That Time I Policed a Woman’s Voice

you-mean-a-woman-can-open-it

I recently read an article about “radical candor” in the workplace (the idea that supervisors should give very direct feedback to their team) that contained a shocking anecdote.

While at Google, a woman named Kim Scott gave a presentation to senior management. She was nervous, but overall felt the presentation had gone well and could tell that the owners of the company were pleased. But afterward her boss – who happened to be Sheryl Sandberg – took her aside to give her some feedback on her presentation style. At first Sheryl was gentle with her criticisms of Kim’s public speaking, but could tell none of it was landing. According to Kim, Sheryl finally said, ‘You know, Kim, I can tell I’m not really getting through to you. I’m going to have to be clearer here. When you say um every third word, it makes you sound stupid.’”

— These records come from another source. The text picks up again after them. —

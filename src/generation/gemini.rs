//! Gemini client for flash card generation

use async_trait::async_trait;
use reqwest::Client;
use serde::{Deserialize, Serialize};
use std::time::Duration;

use crate::config::AiConfig;
use crate::error::{Error, Result};

use super::parser::{parse_deck, GeneratedDeck};
use super::prompt::PromptBuilder;

/// Seam between the ingest pipeline and the external generative model.
///
/// The call is a single awaited request; the caller receives either a fully
/// validated deck or a typed error. No retry is performed here; failure is
/// terminal for the request.
#[async_trait]
pub trait CardGenerator: Send + Sync {
    /// Generate a summary and flash cards for the extracted text.
    async fn generate(&self, content: &str) -> Result<GeneratedDeck>;
}

/// Google generative language API client
pub struct GeminiClient {
    /// HTTP client with the bounded request timeout baked in
    client: Client,
    /// Configuration (key, endpoint, model)
    config: AiConfig,
}

#[derive(Serialize)]
struct GenerateRequest {
    contents: Vec<Content>,
}

#[derive(Serialize)]
struct Content {
    parts: Vec<Part>,
}

#[derive(Serialize)]
struct Part {
    text: String,
}

#[derive(Deserialize)]
struct GenerateResponse {
    #[serde(default)]
    candidates: Vec<Candidate>,
}

#[derive(Deserialize)]
struct Candidate {
    content: CandidateContent,
}

#[derive(Deserialize)]
struct CandidateContent {
    #[serde(default)]
    parts: Vec<CandidatePart>,
}

#[derive(Deserialize)]
struct CandidatePart {
    #[serde(default)]
    text: String,
}

impl GeminiClient {
    /// Create a new client from explicit configuration.
    pub fn new(config: &AiConfig) -> Result<Self> {
        let client = Client::builder()
            .timeout(Duration::from_secs(config.timeout_secs))
            .build()
            .map_err(|e| Error::Config(format!("Failed to build HTTP client: {}", e)))?;

        Ok(Self {
            client,
            config: config.clone(),
        })
    }

    async fn request_completion(&self, prompt: String) -> Result<String> {
        let url = format!(
            "{}/v1beta/models/{}:generateContent",
            self.config.base_url, self.config.model
        );

        let request = GenerateRequest {
            contents: vec![Content {
                parts: vec![Part { text: prompt }],
            }],
        };

        let response = self
            .client
            .post(&url)
            .header("x-goog-api-key", &self.config.api_key)
            .json(&request)
            .send()
            .await
            .map_err(|e| {
                tracing::error!(error = %e, "generation request failed");
                Error::generation(format!("request failed: {}", e))
            })?;

        if !response.status().is_success() {
            let status = response.status();
            let body = response.text().await.unwrap_or_default();
            tracing::error!(%status, body, "generation request returned error status");
            return Err(Error::generation(format!("HTTP {}", status)));
        }

        let response: GenerateResponse = response
            .json()
            .await
            .map_err(|e| Error::generation(format!("failed to parse API response: {}", e)))?;

        let text = response
            .candidates
            .into_iter()
            .next()
            .and_then(|c| c.content.parts.into_iter().next())
            .map(|p| p.text)
            .filter(|t| !t.is_empty())
            .ok_or_else(|| Error::generation("model returned no candidates"))?;

        Ok(text)
    }
}

#[async_trait]
impl CardGenerator for GeminiClient {
    async fn generate(&self, content: &str) -> Result<GeneratedDeck> {
        let prompt = PromptBuilder::flash_card_prompt(content, self.config.min_cards);

        tracing::info!(model = %self.config.model, "generating flash cards");
        let raw = self.request_completion(prompt).await?;

        parse_deck(&raw)
    }
}
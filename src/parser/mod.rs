pub mod coordinates;
pub mod coverage;
pub mod feature;
pub mod geometry;

use tracing::info;

use crate::classify::{classify, DocumentKind};
use crate::error::{GmlError, Result};
use crate::model::GmlDocument;
use crate::ows::OwsExceptionReport;
use crate::version::{detect_gml_version, GmlVersion};
use crate::xml::XmlElement;

pub use coordinates::parse_coordinates;
pub use coverage::parse_coverage;
pub use feature::{parse_feature, parse_feature_collection};
pub use geometry::{parse_envelope, parse_geometry};

#[derive(Debug, Clone, Copy, Default)]
pub struct ParseOptions {
    /// Skips dialect detection when set.
    pub version_override: Option<GmlVersion>,
}

/// Classifies `root`, then builds the model for whatever it holds.
///
/// Exception reports come back as [`GmlError::OwsException`] carrying the
/// whole report. Otherwise the root decides the entity: a geometry tag gives
/// a geometry, a coverage tag a coverage, an element with feature members a
/// collection, anything else is read as a single feature.
pub fn parse_document(root: &XmlElement, options: &ParseOptions) -> Result<GmlDocument> {
    match classify(root) {
        DocumentKind::ExceptionReport => {
            return Err(GmlError::OwsException(OwsExceptionReport::from_element(root)?));
        }
        DocumentKind::Unknown if options.version_override.is_none() => {
            return Err(GmlError::NoNamespaceFound);
        }
        _ => (),
    }

    let version = match options.version_override {
        Some(version) => version,
        None => detect_gml_version(root)?,
    };

    let local = root.local_name();
    let document = if geometry::is_geometry_tag(local) {
        GmlDocument::Geometry(parse_geometry(root, version)?)
    } else if coverage::is_coverage(root) {
        GmlDocument::Coverage(parse_coverage(root, version)?)
    } else if feature::is_feature_collection(root) {
        GmlDocument::FeatureCollection(parse_feature_collection(root, version, &[])?)
    } else {
        GmlDocument::Feature(parse_feature(root, version, &[])?)
    };

    info!("Parsed <{}> as GML {}", root.name, version);
    Ok(document)
}

#[cfg(test)]
mod tests {
    use super::*;
    use crate::model::GeometryKind;

    fn parse(xml: &str, options: &ParseOptions) -> Result<GmlDocument> {
        parse_document(&XmlElement::parse(xml).unwrap(), options)
    }

    #[test]
    fn test_dispatch_by_root() {
        let options = ParseOptions::default();
        let point = parse(
            r#"<gml:Point xmlns:gml="http://www.opengis.net/gml/3.2"><gml:pos>1 2</gml:pos></gml:Point>"#,
            &options,
        )
        .unwrap();
        assert!(matches!(point, GmlDocument::Geometry(_)));
        assert_eq!(point.version(), GmlVersion::V3_2);

        let feature = parse(
            r#"<app:Site xmlns:app="urn:app" xmlns:gml="http://www.opengis.net/gml"><app:loc><gml:Point><gml:coordinates>1,2</gml:coordinates></gml:Point></app:loc></app:Site>"#,
            &options,
        )
        .unwrap();
        assert!(matches!(feature, GmlDocument::Feature(_)));
        assert_eq!(feature.version(), GmlVersion::V2_1_2);
    }

    #[test]
    fn test_exception_report_is_not_a_parse_failure() {
        let err = parse(
            r#"<ows:ExceptionReport xmlns:ows="http://www.opengis.net/ows/1.1"><ows:Exception exceptionCode="NoApplicableCode"/></ows:ExceptionReport>"#,
            &ParseOptions::default(),
        )
        .unwrap_err();
        let report = err.exception_report().unwrap();
        assert_eq!(report.codes(), vec!["NoApplicableCode"]);
    }

    #[test]
    fn test_no_gml_without_override() {
        let xml = "<Point><pos>1 2</pos></Point>";
        assert!(matches!(
            parse(xml, &ParseOptions::default()),
            Err(GmlError::NoNamespaceFound)
        ));

        let options = ParseOptions {
            version_override: Some(GmlVersion::V3_1),
        };
        match parse(xml, &options).unwrap() {
            GmlDocument::Geometry(geometry) => {
                assert_eq!(geometry.kind, GeometryKind::Point(vec![1.0, 2.0]));
                assert_eq!(geometry.version, GmlVersion::V3_1);
            }
            other => panic!("expected a geometry, got {other:?}"),
        }
    }
}
use crate::version::GmlVersion;
use crate::xml::XmlElement;

/// One coordinate tuple. Its length is the geometry's dimension.
pub type Position = Vec<f64>;

/// `[minX, minY, maxX, maxY]`. Inverted boxes are kept as found.
#[derive(Debug, Clone, Copy, PartialEq)]
pub struct BoundingBox {
    pub min_x: f64,
    pub min_y: f64,
    pub max_x: f64,
    pub max_y: f64,
}

impl BoundingBox {
    pub fn new(min_x: f64, min_y: f64, max_x: f64, max_y: f64) -> Self {
        Self {
            min_x,
            min_y,
            max_x,
            max_y,
        }
    }

    pub fn to_array(&self) -> [f64; 4] {
        [self.min_x, self.min_y, self.max_x, self.max_y]
    }

    pub fn is_inverted(&self) -> bool {
        self.min_x > self.max_x || self.min_y > self.max_y
    }
}

/// A `boundedBy` envelope with its reference system.
#[derive(Debug, Clone, PartialEq)]
pub struct Envelope {
    pub bbox: BoundingBox,
    pub srs_name: Option<String>,
}

#[derive(Debug, Clone, PartialEq, Default)]
pub struct Polygon {
    pub exterior: Vec<Position>,
    pub interiors: Vec<Vec<Position>>,
}

impl Polygon {
    /// Exterior ring first, then the interior rings in source order.
    pub fn rings(&self) -> impl Iterator<Item = &Vec<Position>> {
        std::iter::once(&self.exterior).chain(self.interiors.iter())
    }
}

#[derive(Debug, Clone, PartialEq)]
pub enum GeometryKind {
    Point(Position),
    /// Also holds `Curve` geometries.
    LineString(Vec<Position>),
    LinearRing(Vec<Position>),
    Polygon(Polygon),
    MultiPoint(Vec<Position>),
    MultiLineString(Vec<Vec<Position>>),
    /// Also holds `Surface` geometries, one polygon per patch.
    MultiPolygon(Vec<Polygon>),
    /// `Envelope` (3.x) or `Box` (2.x).
    Envelope(BoundingBox),
}

impl GeometryKind {
    pub fn type_name(&self) -> &'static str {
        match self {
            GeometryKind::Point(_) => "Point",
            GeometryKind::LineString(_) => "LineString",
            GeometryKind::LinearRing(_) => "LinearRing",
            GeometryKind::Polygon(_) => "Polygon",
            GeometryKind::MultiPoint(_) => "MultiPoint",
            GeometryKind::MultiLineString(_) => "MultiLineString",
            GeometryKind::MultiPolygon(_) => "MultiPolygon",
            GeometryKind::Envelope(_) => "Envelope",
        }
    }

    /// Every coordinate tuple held, in document order.
    pub fn positions(&self) -> Vec<&Position> {
        match self {
            GeometryKind::Point(position) => vec![position],
            GeometryKind::LineString(line)
            | GeometryKind::LinearRing(line)
            | GeometryKind::MultiPoint(line) => line.iter().collect(),
            GeometryKind::Polygon(polygon) => polygon.rings().flatten().collect(),
            GeometryKind::MultiLineString(lines) => lines.iter().flatten().collect(),
            GeometryKind::MultiPolygon(polygons) => polygons
                .iter()
                .flat_map(|polygon| polygon.rings().flatten())
                .collect(),
            GeometryKind::Envelope(_) => Vec::new(),
        }
    }
}

#[derive(Debug, Clone, PartialEq)]
pub struct Geometry {
    pub kind: GeometryKind,
    pub id: Option<String>,
    /// Carried verbatim, never interpreted.
    pub srs_name: Option<String>,
    /// `srsDimension` as declared in the source, if it was.
    pub srs_dimension: Option<usize>,
    pub version: GmlVersion,
}

impl Geometry {
    pub fn new(kind: GeometryKind, version: GmlVersion) -> Self {
        Self {
            kind,
            id: None,
            srs_name: None,
            srs_dimension: None,
            version,
        }
    }

    pub fn with_srs_name(mut self, srs_name: impl Into<String>) -> Self {
        self.srs_name = Some(srs_name.into());
        self
    }

    /// Number of ordinates per tuple: the declared dimension, else the
    /// length of the first tuple, else 2.
    pub fn dimension(&self) -> usize {
        self.srs_dimension
            .or_else(|| self.kind.positions().first().map(|p| p.len()))
            .unwrap_or(2)
    }
}

#[derive(Debug, Clone, PartialEq)]
pub enum PropertyValue {
    /// Text of a property with no child elements and no attributes.
    Text(String),
    /// The whole property element, kept untouched: nested children, or
    /// attributes such as `uom="m"` on a text value. Geometries nested here
    /// stay in the dialect they were read in; only the feature geometry is
    /// re-encoded.
    Complex(XmlElement),
    Nil,
}

impl PropertyValue {
    pub fn as_text(&self) -> Option<&str> {
        match self {
            PropertyValue::Text(text) => Some(text),
            _ => None,
        }
    }
}

/// Property name to value, in first-insertion order.
#[derive(Debug, Clone, PartialEq, Default)]
pub struct Properties(Vec<(String, PropertyValue)>);

impl Properties {
    pub fn new() -> Self {
        Self::default()
    }

    /// Inserts or replaces; a replaced key keeps its original position. A
    /// property repeated in the source (`maxOccurs > 1`) therefore keeps only
    /// its last occurrence.
    pub fn insert(&mut self, name: impl Into<String>, value: PropertyValue) {
        let name = name.into();
        match self.0.iter_mut().find(|(key, _)| *key == name) {
            Some(slot) => slot.1 = value,
            None => self.0.push((name, value)),
        }
    }

    pub fn get(&self, name: &str) -> Option<&PropertyValue> {
        self.0
            .iter()
            .find(|(key, _)| key == name)
            .map(|(_, value)| value)
    }

    pub fn iter(&self) -> impl Iterator<Item = (&str, &PropertyValue)> {
        self.0.iter().map(|(key, value)| (key.as_str(), value))
    }

    pub fn len(&self) -> usize {
        self.0.len()
    }

    pub fn is_empty(&self) -> bool {
        self.0.is_empty()
    }
}

/// A `(prefix, uri)` namespace binding.
pub type Namespace = (String, String);

#[derive(Debug, Clone, PartialEq)]
pub struct GmlFeature {
    pub id: Option<String>,
    /// Qualified tag of the feature element, e.g. `app:Road`.
    pub feature_type: String,
    pub geometry: Geometry,
    /// Local name of the property wrapping the geometry, when there is one.
    pub geometry_property: Option<String>,
    pub properties: Properties,
    pub bounded_by: Option<Envelope>,
    pub version: GmlVersion,
    /// Non-GML namespace bindings in scope on the feature.
    pub namespaces: Vec<Namespace>,
}

#[derive(Debug, Clone, PartialEq)]
pub struct GmlFeatureCollection {
    /// Qualified tag of the collection element.
    pub name: String,
    pub features: Vec<GmlFeature>,
    pub bounded_by: Option<Envelope>,
    pub version: GmlVersion,
    pub namespaces: Vec<Namespace>,
}

#[derive(Debug, Clone, Copy, PartialEq, Eq)]
pub enum CoverageKind {
    RectifiedGrid,
    Grid,
    ReferenceableGrid,
    MultiPoint,
}

impl CoverageKind {
    pub fn from_tag(local_name: &str) -> Option<CoverageKind> {
        match local_name {
            "RectifiedGridCoverage" => Some(CoverageKind::RectifiedGrid),
            "GridCoverage" => Some(CoverageKind::Grid),
            "ReferenceableGridCoverage" => Some(CoverageKind::ReferenceableGrid),
            "MultiPointCoverage" => Some(CoverageKind::MultiPoint),
            _ => None,
        }
    }

    pub fn tag(&self) -> &'static str {
        match self {
            CoverageKind::RectifiedGrid => "RectifiedGridCoverage",
            CoverageKind::Grid => "GridCoverage",
            CoverageKind::ReferenceableGrid => "ReferenceableGridCoverage",
            CoverageKind::MultiPoint => "MultiPointCoverage",
        }
    }
}

#[derive(Debug, Clone, PartialEq)]
pub struct GridDomain {
    pub dimension: usize,
    /// Grid index bounds; both hold at least two entries.
    pub low: Vec<i64>,
    pub high: Vec<i64>,
    pub axis_labels: Vec<String>,
    pub srs_name: Option<String>,
    /// Rectified grids only.
    pub origin: Option<Position>,
    pub offset_vectors: Vec<Position>,
}

impl GridDomain {
    /// Cells along the first axis. Widened to `i128` so any pair of `i64`
    /// limits yields an exact count; empty or inverted limits give zero or less.
    pub fn width(&self) -> i128 {
        axis_cells(self.low[0], self.high[0])
    }

    pub fn height(&self) -> i128 {
        axis_cells(self.low[1], self.high[1])
    }
}

fn axis_cells(low: i64, high: i64) -> i128 {
    i128::from(high) - i128::from(low) + 1
}

#[derive(Debug, Clone, PartialEq)]
pub enum CoverageDomain {
    Grid(GridDomain),
    MultiPoint(Vec<Position>),
}

/// One band/field of a coverage `rangeType`.
#[derive(Debug, Clone, PartialEq, Default)]
pub struct RangeField {
    pub name: String,
    pub data_type: Option<String>,
    pub uom: Option<String>,
    pub description: Option<String>,
    pub definition: Option<String>,
}

#[derive(Debug, Clone, PartialEq)]
pub struct GmlCoverage {
    pub id: Option<String>,
    pub kind: CoverageKind,
    pub domain: CoverageDomain,
    pub range_type: Vec<RangeField>,
    pub range_values: Option<Vec<f64>>,
    pub bounded_by: Option<Envelope>,
    pub version: GmlVersion,
}

impl GmlCoverage {
    pub fn grid(&self) -> Option<&GridDomain> {
        match &self.domain {
            CoverageDomain::Grid(grid) => Some(grid),
            CoverageDomain::MultiPoint(_) => None,
        }
    }
}

/// Everything a GML document can parse into.
#[derive(Debug, Clone, PartialEq)]
pub enum GmlDocument {
    Geometry(Geometry),
    Feature(GmlFeature),
    FeatureCollection(GmlFeatureCollection),
    Coverage(GmlCoverage),
}

impl GmlDocument {
    pub fn version(&self) -> GmlVersion {
        match self {
            GmlDocument::Geometry(geometry) => geometry.version,
            GmlDocument::Feature(feature) => feature.version,
            GmlDocument::FeatureCollection(collection) => collection.version,
            GmlDocument::Coverage(coverage) => coverage.version,
        }
    }
}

At first Sandberg’s comment seemed startlingly direct to me, even offensive. But I realized that I’d done something similar to someone I used to manage.

Victoria, who I’ve written about before, was very good at her job but could be difficult to communicate with. One of the things I’d observed was that she sometimes used upspeak (the habit of ending sentences in a rising tone). It made her sound like she was uncertain of herself – even when I was sure she knew what she was talking about. As part of her written review, which was otherwise glowing, I wrote, “[Victoria] sometimes uses upspeak, which can make her sound unsure of herself and her knowledge when I know she is anything but.”

Together we discussed everything I’d written. I didn’t think twice about mentioning the feedback about her upspeak — if anything, I felt good about the fact that I’d given her some direct and honest feedback, which can be difficult to pull off —  and we concluded the conversation with little fanfare.

*    *    *

Much later, I was telling my friend Colin about the feedback I’d given Victoria, and he was surprised and horrified, much like I’d been at first to Sandberg’s comment.

We’d been discussing a recent This American Life episode (#545, “If You Don’t Have Anything Nice to Say”), which discusses the disproportionate number of listener complaints they get about the voices of their female producers. The policing of women’s voices was something that had gotten a lot of recent coverage, and Colin and I were both interested in the topic. Disturbingly, Colin didn’t see the feedback that I’d given to Victoria about her voice as fundamentally different than the (sexist) complaints This American Life was fielding about their female producers.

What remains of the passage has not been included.